Jonathan Yardley
Taken together, [Old Filth and The Man in the Wooden Hat] are a British equivalent of Evan S. Connell's classics of Americana, Mrs. Bridge and Mr. Bridge…As to Gardam's pair of novels, what the old song says about love and marriage must be said about them: You can't have one without the other. They are a set, his and hers. To my taste, they are absolutely wonderful, and I would find it impossible to choose one over the other. While Old Filth is principally about the man, his dark boyhood at the mercy of a distant, unfeeling father, with the wife a rather shadowy character in the background, The Man in the Wooden Hat fills in her side of the story, in the process revealing itself to be an astute, subtle depiction of marriage, with all its shared experiences and separate secrets.
The Washington Post
Louisa Thomas
One of the few feats that's harder than doing justice to a complicated marriage is doing justice to it twice.

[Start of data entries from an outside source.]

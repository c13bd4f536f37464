// Copyright (c) Mysten Labs, Inc.
// SPDX-License-Identifier: Apache-2.0

//! Junk instruction synthesis.
//!
//! Each round picks one of the spilled registers and one of eleven mnemonics,
//! then emits a short burst of filler for it:
//!
//! | Mnemonic | Emitted |
//! |----------|---------|
//! | `add`, `sub` | op with `#imm` then its inverse with the same `#imm` |
//! | `eor` | `eor r, r, r` |
//! | `bic`, `orn` | `op r, r, r` or `op r, r, xzr` |
//! | `lsl`, `lsr`, `asr` | shift by `#s` then the opposite-direction shift by `#s` |
//! | `orr` | `orr r, r, xzr` |
//! | `and` | `and r, r, r` |
//! | `mov` | two `movk` into distinct 16-bit chunks, high chunk first |
//!
//! The filler is free to clobber its register: the frame restores it. A round
//! may additionally append a compare plus two fall-through branches.

use std::ops::RangeInclusive;

use rand::Rng;
use rand::seq::SliceRandom;

use crate::instruction::{
    ArithImmediate,
    ArithOp,
    BranchKind,
    Chunk,
    Instruction,
    LogicalOp,
    NopForm,
    ShiftAmount,
    ShiftOp,
    Source,
};
use crate::registers::{Register, RegisterSet};

/// Rounds of filler per sequence.
pub const ROUNDS: RangeInclusive<usize> = 3..=5;

/// Chance that a round is followed by compare/branch camouflage.
pub const CAMOUFLAGE_PROBABILITY: f64 = 0.3;

#[derive(Debug, Clone, Copy, PartialEq, Eq)]
enum Filler {
    Add,
    Sub,
    Eor,
    Orr,
    And,
    Mov,
    Bic,
    Orn,
    Lsl,
    Lsr,
    Asr,
}

const FILLERS: [Filler; 11] = [
    Filler::Add,
    Filler::Sub,
    Filler::Eor,
    Filler::Orr,
    Filler::And,
    Filler::Mov,
    Filler::Bic,
    Filler::Orn,
    Filler::Lsl,
    Filler::Lsr,
    Filler::Asr,
];

/// Emits 3-5 rounds of filler over `registers`.
pub fn synthesize<R: Rng + ?Sized>(registers: &RegisterSet, rng: &mut R) -> Vec<Instruction> {
    let rounds = rng.gen_range(ROUNDS);
    let mut output = Vec::new();

    for _ in 0..rounds {
        let register = registers.choose(rng);
        let filler = FILLERS[rng.gen_range(0..FILLERS.len())];
        emit_round(&mut output, filler, register, rng);

        if rng.gen_bool(CAMOUFLAGE_PROBABILITY) {
            emit_camouflage(&mut output, register);
        }
    }

    output
}

/// One no-op drawn from the catalogue, closing a sequence.
pub fn terminal_nop<R: Rng + ?Sized>(rng: &mut R) -> NopForm {
    NopForm::ALL[rng.gen_range(0..NopForm::ALL.len())]
}

fn emit_round<R: Rng + ?Sized>(
    output: &mut Vec<Instruction>,
    filler: Filler,
    register: Register,
    rng: &mut R,
) {
    match filler {
        Filler::Add | Filler::Sub => {
            let op = if filler == Filler::Add {
                ArithOp::Add
            } else {
                ArithOp::Sub
            };
            let immediate = ArithImmediate::random(rng);
            output.push(Instruction::Arith {
                op,
                register,
                immediate,
            });
            output.push(Instruction::Arith {
                op: op.inverse(),
                register,
                immediate,
            });
        }
        Filler::Eor => output.push(Instruction::Logical {
            op: LogicalOp::Eor,
            register,
            source: Source::Register(register),
        }),
        Filler::Bic | Filler::Orn => {
            let op = if filler == Filler::Bic {
                LogicalOp::Bic
            } else {
                LogicalOp::Orn
            };
            let source = if rng.gen_bool(0.5) {
                Source::Zero
            } else {
                Source::Register(register)
            };
            output.push(Instruction::Logical {
                op,
                register,
                source,
            });
        }
        Filler::Lsl | Filler::Lsr | Filler::Asr => {
            let op = match filler {
                Filler::Lsl => ShiftOp::Lsl,
                Filler::Lsr => ShiftOp::Lsr,
                _ => ShiftOp::Asr,
            };
            let amount = ShiftAmount::random(rng);
            output.push(Instruction::Shift {
                op,
                register,
                amount,
            });
            output.push(Instruction::Shift {
                op: op.inverse(),
                register,
                amount,
            });
        }
        Filler::Orr => output.push(Instruction::Logical {
            op: LogicalOp::Orr,
            register,
            source: Source::Zero,
        }),
        Filler::And => output.push(Instruction::Logical {
            op: LogicalOp::And,
            register,
            source: Source::Register(register),
        }),
        Filler::Mov => {
            let mut chunks: Vec<Chunk> = Chunk::ALL.choose_multiple(rng, 2).copied().collect();
            chunks.sort_unstable_by(|a, b| b.cmp(a));
            for chunk in chunks {
                output.push(Instruction::Movk {
                    register,
                    immediate: rng.gen_range(0..=u16::MAX),
                    chunk,
                });
            }
        }
    }
}

/// `cmp r, r; b.eq .+4; b .+8; nop; nop`. Both branches land inside the block.
fn emit_camouflage(output: &mut Vec<Instruction>, register: Register) {
    output.extend([
        Instruction::Compare { register },
        Instruction::Branch {
            kind: BranchKind::IfEqual,
            skip: 0,
        },
        Instruction::Branch {
            kind: BranchKind::Always,
            skip: 1,
        },
        Instruction::Nop(NopForm::Nop),
        Instruction::Nop(NopForm::Nop),
    ]);
}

The Man in the Wooden Hat revisits territory covered in Old Filth, but as Betty's story instead of Edward's. It's not necessary to have read the prior book to enjoy this one. If anything, The Man in the Wooden Hat makes the fractured plot and chronology of Old Filth easier to understand. Still, it's worth reading (or rereading) Old Filth. On its own, The Man in the Wooden Hat is funny and affecting, but read alongside Old Filth, it's remarkable. Gardam has attempted to turn a story inside out without damaging the original narrative's integritymoving from black to white without getting stuck with gray. Little here is as it seemed in Old Filth, and both books are the richer for it.
The New York Times
Library Journal
Edward Feathers, aka Old Filth (an acronym for "Failed in London, Try Hong Kong"), Gardam's proper lawyer and judge, is back for a second outing (after Old Filth), this time as seen through the eyes of his wife, Betty. Lately returned from her wartime work at Bletchley Park and now a regular among the expat community of Hong Kong, Betty is cocooned in comfortable gentility with Filth, a loving but distant husband largely preoccupied with his legal life. After a childhood spent in a Japanese labor camp, she is now unable to have children and largely unfocused; her brief premarital fling with Filth's arch enemy, Terry Veneering, creates an enduring bond with him and his young son, Harry, who fills a void in her life. VERDICT Admirers of Old Filth will be delighted to discover the backstory of his marriage and to renew acquaintances with a dear friend. Those meeting him and Mrs. Feathers for the first time will surely want more. An elegant portrait of an old-world marriage. Highly recommended.—Barbara Love, Kingston Frontenac P.L., Ont.